AL Manager of the Year: Joe Maddon, Tampa Bay Rays
After losing Carl Crawford, Matt Garza, Rafael Soriano, Carlos Peña, and Joaquin Benoit, Joe Maddon still managed to lead his team to the playoffs. Maddon certainly had to work much harder to keep his team in games and had to deal with injuries to their best player, Evan Longoria. It took a collapse from the Boston Red Sox but Maddon kept his team playing hard through September and the season's last game to win the AL Wild Card. Job well done Joe!
NL Manager of the Year: Kirk Gibson, Arizona Diamondbacks
Leading a team to 94 wins and a NL West title after coming off of back to back 90-loss seasons is just remarkable. This was a team nobody expected to do well at the beginning of the season and most would have been content with a 3rd place finish let alone finishing 1st. Gibson was the right choice as manager for this young ballclub and deserves this award.

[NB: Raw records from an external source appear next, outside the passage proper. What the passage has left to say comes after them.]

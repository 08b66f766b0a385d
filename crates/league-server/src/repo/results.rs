//! The result log.

use league_core::{MatchResult, Mode};
use rusqlite::types::Type;
use rusqlite::{Connection, Result as SqliteResult, Row};

fn map_row(row: &Row<'_>) -> SqliteResult<MatchResult> {
    let mode: String = row.get(2)?;
    let mode = mode
        .parse::<Mode>()
        .map_err(|e| rusqlite::Error::FromSqlConversionFailure(2, Type::Text, e.into()))?;

    Ok(MatchResult {
        id: row.get(0)?,
        round: row.get(1)?,
        mode,
        category: row.get(3)?,
        player_a: row.get(4)?,
        player_b: row.get(5)?,
        score_a: row.get(6)?,
        score_b: row.get(7)?,
        change_a: row.get(8)?,
        change_b: row.get(9)?,
        date: row.get(10)?,
    })
}

/// Every result in insertion order.
pub fn list(conn: &Connection) -> SqliteResult<Vec<MatchResult>> {
    let mut stmt = conn.prepare(
        "SELECT id, round, mode, category, player_a, player_b,
                score_a, score_b, change_a, change_b, date
         FROM results ORDER BY seq",
    )?;
    let results = stmt.query_map([], map_row)?.collect();
    results
}

pub fn insert(conn: &Connection, result: &MatchResult) -> SqliteResult<()> {
    conn.execute(
        "INSERT INTO results (id, round, mode, category, player_a, player_b,
            score_a, score_b, change_a, change_b, date)
         VALUES (?1, ?2, ?3, ?4, ?5, ?6, ?7, ?8, ?9, ?10, ?11)",
        rusqlite::params![
            result.id,
            result.round,
            result.mode.as_str(),
            result.category,
            result.player_a,
            result.player_b,
            result.score_a,
            result.score_b,
            result.change_a,
            result.change_b,
            result.date,
        ],
    )?;
    Ok(())
}

/// Overwrites the row with `result.id`, keeping its position. Returns false
/// if no such row exists.
pub fn replace(conn: &Connection, result: &MatchResult) -> SqliteResult<bool> {
    let changed = conn.execute(
        "UPDATE results SET round = ?2, mode = ?3, category = ?4, player_a = ?5,
            player_b = ?6, score_a = ?7, score_b = ?8, change_a = ?9,
            change_b = ?10, date = ?11
         WHERE id = ?1",
        rusqlite::params![
            result.id,
            result.round,
            result.mode.as_str(),
            result.category,
            result.player_a,
            result.player_b,
            result.score_a,
            result.score_b,
            result.change_a,
            result.change_b,
            result.date,
        ],
    )?;
    Ok(changed > 0)
}

pub fn delete(conn: &Connection, id: &str) -> SqliteResult<bool> {
    Ok(conn.execute("DELETE FROM results WHERE id = ?1", [id])? > 0)
}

AL Most Valuable Player: Justin Verlander, Detroit Tigers
This one gets controversial with Verlander being a pitcher. I may be biased as a pitcher myself but this guy just had one special season which should not be overlooked. The baseball purists won't vote for a pitcher out of general principle so this award will more likely be dished out to a hitter. The problem with this is that there are too many choices and the votes are going to be spread out so widely that a true MVP won't be decided on, turning this more into a popularity contest with Verlander sitting in the corner. Cases can be made for Jose Bautista, Curtis Granderson, Jacoby Ellsbury, and Adrian Gonzalez. Gonzalez and Ellsbury are going to split votes between baseball writers in the Boston market. If you go purely by stats then Jose Bautista should be the clear cut choice. This one will be interesting to see.
NL Most Valuable Player: Matt Kemp, Los Angeles Dodgers
Two men prevented Matt Kemp from winning the NL Triple Crown. Jose Reyes and Ryan Braun had batting averages higher than Kemp's .324 and other than that Kemp led the NL in HR (39) and RBI (126). Kemp was pretty much the only offense the Dodgers had which can explain how the team could have both the MVP and CY Young award winners on one team and still be a terrible team. Baseball is funny that way and just goes to show how a collective team effort is more important than individual performances.